Net-Mist_remy/add_recipe.py
2022-05-28 22:50:39 +02:00

163 lines
6.8 KiB
Python

import argparse
import re
import time
from pathlib import Path
from selenium import webdriver
RECIPE_CATEGORIES = {1: "entrées", 2: "plats", 3: "desserts"}
CHROME_OPTIONS = ("--no-sandbox", "--headless", "--hide-scrollbars", "--disable-extensions", "--disable-infobars")
GET_INGREDIENT_LIST_JS = """
var xpath = "//div[text()='Ingrédients']";
var e = document.evaluate(xpath, document, null, XPathResult.FIRST_ORDERED_NODE_TYPE, null).singleNodeValue;
var ingList = e.parentElement.parentElement.parentElement.children[2].children[0].children[0].children[0].children[1]

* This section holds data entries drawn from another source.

//! Desired (input) and managed (derived output) resource snapshots.

use std::collections::BTreeMap;

use serde::{Deserialize, Serialize};

use crate::{Key, Keyed};

/// Watched input declaration, e.g. a Service.
#[derive(Debug, Clone, Default, PartialEq, Eq, Serialize, Deserialize)]
pub struct DesiredResource {
    pub key: Key,
    pub uid: String,
    pub resource_version: Option<String>,
    pub generation: Option<i64>,
    pub labels: BTreeMap<String, String>,
    pub annotations: BTreeMap<String, String>,
}

impl DesiredResource {
    pub fn new(key: Key, uid: impl Into<String>) -> Self {
        Self { key, uid: uid.into(), ..Default::default() }
    }

    pub fn with_annotation(mut self, k: impl Into<String>, v: impl Into<String>) -> Self {
        self.annotations.insert(k.into(), v.into());
        self
    }

    pub fn with_label(mut self, k: impl Into<String>, v: impl Into<String>) -> Self {
        self.labels.insert(k.into(), v.into());
        self
    }

    /// Presence of the marker annotation is the intent; its value is not inspected.
    pub fn has_marker(&self, marker: &str) -> bool { self.annotations.contains_key(marker) }

    /// Equality over the fields reconciliation reads. Resource version and
    /// generation bump on every write, including status-only writes, and are
    /// ignored here.
    pub fn same_for_reconcile(&self, other: &Self) -> bool {
        self.key == other.key
            && self.uid == other.uid
            && self.labels == other.labels
            && self.annotations == other.annotations
    }
}

impl Keyed for DesiredResource {
    fn key(&self) -> &Key { &self.key }
}

/// Non-owning attribution link from a managed resource back to its cause.
///
/// Owners live in the same namespace as the object that references them, so
/// only the name is carried.
#[derive(Debug, Clone, PartialEq, Eq, Hash, Serialize, Deserialize)]
pub struct OwnerRef {
    pub api_version: String,
    pub kind: String,
    pub name: String,
    pub uid: String,
    pub controller: bool,
}

impl OwnerRef {
    pub fn controller_of(api_version: &str, kind: &str, owner: &DesiredResource) -> Self {
        Self {
            api_version: api_version.to_string(),
            kind: kind.to_string(),
            name: owner.key.name.clone(),
            uid: owner.uid.clone(),
            controller: true,
        }
    }
}

/// Ingress-shaped payload of a managed resource.
#[derive(Debug, Clone, PartialEq, Eq, Serialize, Deserialize)]
pub struct ManagedSpec {
    pub class_name: Option<String>,
    pub host: String,
    pub path: String,
    pub path_type: String,
    pub backend_service: String,
    pub backend_port: i32,
}

/// Derived output the reconciler creates and deletes, e.g. an Ingress.
#[derive(Debug, Clone, PartialEq, Eq, Serialize, Deserialize)]
pub struct ManagedResource {
    pub key: Key,
    pub owner: Option<OwnerRef>,
    pub spec: ManagedSpec,
}

impl ManagedResource {
    /// Owner key derived from the controller owner reference, when it has the
    /// expected kind.
    pub fn owner_key(&self, owner_kind: &str) -> Option<Key> {
        let owner = self.owner.as_ref()?;
        if !owner.controller || owner.kind != owner_kind {
            return None;
        }
        Some(Key::new(self.key.namespace.clone(), owner.name.clone()))
    }

    /// True when the controller owner reference points at `key` with `owner_kind`.
    pub fn is_owned_by(&self, key: &Key, owner_kind: &str) -> bool {
        self.owner_key(owner_kind).as_ref() == Some(key)
    }

    pub fn same_for_reconcile(&self, other: &Self) -> bool {
        self.key == other.key && self.owner == other.owner && self.spec == other.spec
    }
}

impl Keyed for ManagedResource {
    fn key(&self) -> &Key { &self.key }
}

/// How a managed resource is derived from its desired resource.
#[derive(Debug, Clone, PartialEq, Eq, Serialize, Deserialize)]
pub struct ManagedTemplate {
    pub owner_api_version: String,
    pub owner_kind: String,
    pub class_name: Option<String>,
    pub host: String,
    pub path: String,
    pub path_type: String,
    pub backend_port: i32,
}

impl Default for ManagedTemplate {
    fn default() -> Self {
        Self {
            owner_api_version: "v1".to_string(),
            owner_kind: "Service".to_string(),
            class_name: Some("nginx".to_string()),
            host: "example.com".to_string(),
            path: "/".to_string(),
            path_type: "Prefix".to_string(),
            backend_port: 80,
        }
    }
}

impl ManagedTemplate {
    /// Build the managed resource for `desired`: same key, controller owner
    /// reference, backend pointing at the desired resource by name.
    pub fn render(&self, desired: &DesiredResource) -> ManagedResource {
        ManagedResource {
            key: desired.key.clone(),
            owner: Some(OwnerRef::controller_of(&self.owner_api_version, &self.owner_kind, desired)),
            spec: ManagedSpec {
                class_name: self.class_name.clone(),
                host: self.host.clone(),
                path: self.path.clone(),
                path_type: self.path_type.clone(),
                backend_service: desired.key.name.clone(),
                backend_port: self.backend_port,
            },
        }
    }
}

return Array.from(ingList.children).map(c => c.innerText)
"""
GET_STEP_LIST_JS = """
var xpath = "//h3[text()='Étape 1']";
var e = document.evaluate(xpath, document, null, XPathResult.FIRST_ORDERED_NODE_TYPE, null).singleNodeValue;
var stepList = e.parentElement.parentElement.parentElement
return Array.from(stepList.children).map(c => c.innerText)
"""
SPLIT_WORDS = [" de ", " d'"]
UNSPLITABLE_WORDS = ["huile d'olive", "herbes de provence"]
UNITS = [
"g",
"cl",
]
def process_marmiton(url: str) -> tuple[list[str], list[str]]:
options = webdriver.ChromeOptions()
for option in CHROME_OPTIONS:
options.add_argument(option)
driver = webdriver.Chrome(executable_path="chromedriver", chrome_options=options)
driver.get(url)
time.sleep(10)
ingredients = driver.execute_script(GET_INGREDIENT_LIST_JS)
steps = driver.execute_script(GET_STEP_LIST_JS)
ingredients = [re.sub(r"\xa0|\n", r" ", ingredient) for ingredient in ingredients]
steps = [re.sub(r"ÉTAPE \d+\n*", r"", step) for step in steps]
return ingredients, steps
def process_ingredients(ingredients: list[str]) -> dict[str, str]:
"""take a list of ingredient, human formatted, and transform them to cooklang format
Returns:
a dict with keys the name of the ingredient and value the cooklang definition
"""
out = {}
for ingredient in ingredients:
# first clean the string
ingredient = ingredient.removeprefix("* ").strip().lower()
# sometime we got empty string. In this case do nothing
if not ingredient:
continue
# if the ingredient is a single word, then this is its cooklang def
if " " not in ingredient:
out[ingredient] = ingredient
continue
# if the first word start an number, then this is the quantity
ingredient_split = ingredient.split(" ")
if m := re.match(r"\d+", ingredient_split[0]):
# if the first word is the concat of a number and a word, then this word is the unit
if m.end() != len(ingredient_split[0]):
quantity_unit = f"{{{ingredient_split[0][:m.end()]}%{ingredient_split[0][m.end():]}}}"
ingredient_name = " ".join(ingredient_split[1:])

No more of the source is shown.